KUALA LUMPUR (Dec 23): CHIN WELL HOLDINGS BHD [] expects to sustain overseas revenue contribution going forward, and focus on expanding its market share in Europe as well as emerging Asia and North America, said its managing director Tsai Yung Chuan.

He said whilst the company would take advantage of the European Union’s (EU) listing of Chin Well as one of the 8 Malaysian companies exempted from import duty, it will not ignore markets in emerging Asia as well as North America.

The manufacturer of carbon steel fasteners exports its screws, bolts, and nuts to 39 countries in 5 continents.

Tsai said that over the years, the company had exported to an increasing number of countries in Europe, Asia, and North America, and more than doubled its overseas revenues to about RM400 million in just 5 years.

“Our market development strategy has indeed solidified the group’s position as the leading player in Malaysia and South East Asia,” he said in a statement Friday.

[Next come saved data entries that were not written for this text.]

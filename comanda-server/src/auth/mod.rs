//! 认证授权模块
//!
//! 令牌由外部认证服务签发，本服务只负责验证：
//! - [`JwtService`] - JWT 令牌验证
//! - [`CurrentUser`] - 当前用户上下文
//! - [`require_auth`] - 认证中间件
//! - [`require_permission`] - 权限检查中间件

pub mod extractor;
pub mod jwt;
pub mod middleware;

pub use jwt::{Claims, CurrentUser, JwtConfig, JwtError, JwtService};
pub use middleware::{require_auth, require_permission};
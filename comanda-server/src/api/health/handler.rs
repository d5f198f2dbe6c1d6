//! Health Check Handler

use axum::Json;

/// GET /api/health - 服务健康检查
pub async fn health() -> Json<serde_json::Value> {
    Json(serde_json::json!({
        "status": "ok",
        "version": env!("CARGO_PKG_VERSION"),
    }))
}
//! Dining table wire types

use serde::{Deserialize, Serialize};

/// Occupancy state of a dining table (桌台状态)
///
/// `Occupied`/`Available` are driven by the order lifecycle engine;
/// `Reserved` is only ever set manually through the table management
/// API for future bookings.
#[derive(Debug, Clone, Copy, Serialize, Deserialize, PartialEq, Eq)]
#[serde(rename_all = "SCREAMING_SNAKE_CASE")]
pub enum TableStatus {
    Available,
    Occupied,
    Reserved,
}

impl Default for TableStatus {
    fn default() -> Self {
        Self::Available
    }
}
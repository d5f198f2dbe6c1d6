//! Invoice wire types

use serde::{Deserialize, Serialize};

use super::order::UserSummary;

/// How the customer settled
#[derive(Debug, Clone, Copy, Serialize, Deserialize, PartialEq, Eq)]
#[serde(rename_all = "SCREAMING_SNAKE_CASE")]
pub enum PaymentMethod {
    Cash,
    Card,
    BankTransfer,
}

/// Invoice status
///
/// Invoices are written once at settlement; only the status may move
/// afterwards (e.g. a later refund flow).
#[derive(Debug, Clone, Copy, Serialize, Deserialize, PartialEq, Eq)]
#[serde(rename_all = "SCREAMING_SNAKE_CASE")]
pub enum InvoiceStatus {
    Paid,
    Refunded,
}

/// Nested order summary on invoice views
#[derive(Debug, Clone, Serialize, Deserialize)]
pub struct OrderSummary {
    pub id: String,
    /// Table name at settlement time, `None` for takeaway orders
    pub table_name: Option<String>,
}

/// Invoice representation returned by the API
#[derive(Debug, Clone, Serialize, Deserialize)]
pub struct InvoiceView {
    pub id: String,
    pub total_amount: f64,
    pub customer_paid: f64,
    pub return_amount: f64,
    pub method: PaymentMethod,
    pub status: InvoiceStatus,
    pub user: UserSummary,
    pub order: OrderSummary,
    pub created_by: String,
    pub created_at: i64,
}
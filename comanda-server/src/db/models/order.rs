//! Order and Order Detail Models
//!
//! The order row carries the derived `total_price` and denormalized
//! table/user names so list views and invoices never need joins. The
//! detail rows reference their parent order and the ordered product.

use serde::{Deserialize, Serialize};
use shared::models::{OrderDetailStatus, OrderOption, OrderStatus};
use surrealdb::RecordId;

use super::serde_helpers;

/// Order entity
#[derive(Debug, Clone, Serialize, Deserialize)]
pub struct Order {
    #[serde(
        default,
        skip_serializing_if = "Option::is_none",
        with = "serde_helpers::option_record_id"
    )]
    pub id: Option<RecordId>,
    pub note: Option<String>,
    /// Derived: Σ(quantity × price) over the live detail lines.
    /// Never taken from the client.
    pub total_price: f64,
    pub option: OrderOption,
    pub status: OrderStatus,
    /// Attached table; `None` means takeaway
    #[serde(
        default,
        skip_serializing_if = "Option::is_none",
        with = "serde_helpers::option_record_id"
    )]
    pub dining_table: Option<RecordId>,
    /// Table name at the time of attachment
    pub table_name: Option<String>,
    /// Staff member who opened the order
    pub user_id: String,
    pub user_name: String,
    pub created_by: String,
    pub created_at: i64,
    pub modified_by: Option<String>,
    pub modified_at: Option<i64>,
}

/// Order line entity
///
/// `price` is a snapshot of the product's selling price taken when the
/// line was added; later catalog changes do not touch it.
#[derive(Debug, Clone, Serialize, Deserialize)]
pub struct OrderDetail {
    #[serde(
        default,
        skip_serializing_if = "Option::is_none",
        with = "serde_helpers::option_record_id"
    )]
    pub id: Option<RecordId>,
    #[serde(with = "serde_helpers::record_id")]
    pub order_id: RecordId,
    #[serde(with = "serde_helpers::record_id")]
    pub product_id: RecordId,
    pub product_name: String,
    pub quantity: i32,
    pub price: f64,
    #[serde(default)]
    pub status: OrderDetailStatus,
    pub created_at: i64,
}
//! API Response types
//!
//! Standardized response structures shared by server and clients.

use serde::{Deserialize, Serialize};

/// Standard API response code
pub const API_CODE_SUCCESS: &str = "E0000";

/// Unified API response structure
///
/// All API responses follow this format:
/// ```json
/// {
///     "code": "E0000",
///     "message": "Success",
///     "data": { ... }
/// }
/// ```
#[derive(Debug, Serialize, Deserialize)]
pub struct ApiResponse<T> {
    /// Response code (E0000 = success, others = error codes)
    pub code: String,
    /// Human-readable message
    pub message: String,
    /// Response data (optional)
    #[serde(skip_serializing_if = "Option::is_none")]
    pub data: Option<T>,
}

impl<T> ApiResponse<T> {
    /// Create a successful response
    pub fn ok(data: T) -> Self {
        Self {
            code: API_CODE_SUCCESS.to_string(),
            message: "Success".to_string(),
            data: Some(data),
        }
    }

    /// Create a successful response with custom message
    pub fn ok_with_message(data: T, message: impl Into<String>) -> Self {
        Self {
            code: API_CODE_SUCCESS.to_string(),
            message: message.into(),
            data: Some(data),
        }
    }

    /// Create an error response
    pub fn error(code: impl Into<String>, message: impl Into<String>) -> Self {
        Self {
            code: code.into(),
            message: message.into(),
            data: None,
        }
    }
}

/// Pagination metadata
#[derive(Debug, Serialize, Deserialize, Clone)]
pub struct Pagination {
    /// Current page number (1-based)
    pub page: u32,
    /// Items per page
    pub per_page: u32,
    /// Total number of items
    pub total: u64,
    /// Total number of pages
    pub total_pages: u32,
}

impl Pagination {
    pub fn new(page: u32, per_page: u32, total: u64) -> Self {
        let total_pages = if per_page == 0 {
            0
        } else {
            total.div_ceil(per_page as u64) as u32
        };
        Self {
            page,
            per_page,
            total,
            total_pages,
        }
    }
}

/// Paginated response wrapper
#[derive(Debug, Serialize)]
pub struct PaginatedResponse<T> {
    /// List of items
    pub items: Vec<T>,
    /// Pagination metadata
    pub pagination: Pagination,
}

impl<T> PaginatedResponse<T> {
    pub fn new(items: Vec<T>, page: u32, per_page: u32, total: u64) -> Self {
        Self {
            items,
            pagination: Pagination::new(page, per_page, total),
        }
    }
}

Tsai said Chin Well’s export revenues contributed about 78% to the Group’s revenue of RM502.6 million in FY2011, versus 56% in FY2006.

He said the company intended to increase our man-hour capacity, in addition to improving our cost efficiency to maintain price competitive as part of developing its new markets.

Chin Well’s total workforce currently stands at 1,080 in both facilities in Bukit Mertajam, Penang, and Nhon Trach District, Vietnam.

Tsai said the company plans to increase the workforce by 10% in the current financial year in order to cope with the increased demand for fasteners.

He said the company did not expect heavy investment in capital expenditure in the near term, since it had ample production capacity in both facilities in Penang and Vietnam, both of which were operating at about 60% utilisation rates.

In July 2011, the EU listed Chin Well as one of eight Malaysian fastener manufacturers exempt from the 85% anti-dumping duty for exports to Europe, in an attempt to circumvent transhipment of China-made fasteners through Malaysia-based fastener producers.

The EU had earlier in January 2009 imposed a five-year tariff of up to 87.5% on imports of China-made fasteners to Europe, in an attempt to reinstate fair competition in global market.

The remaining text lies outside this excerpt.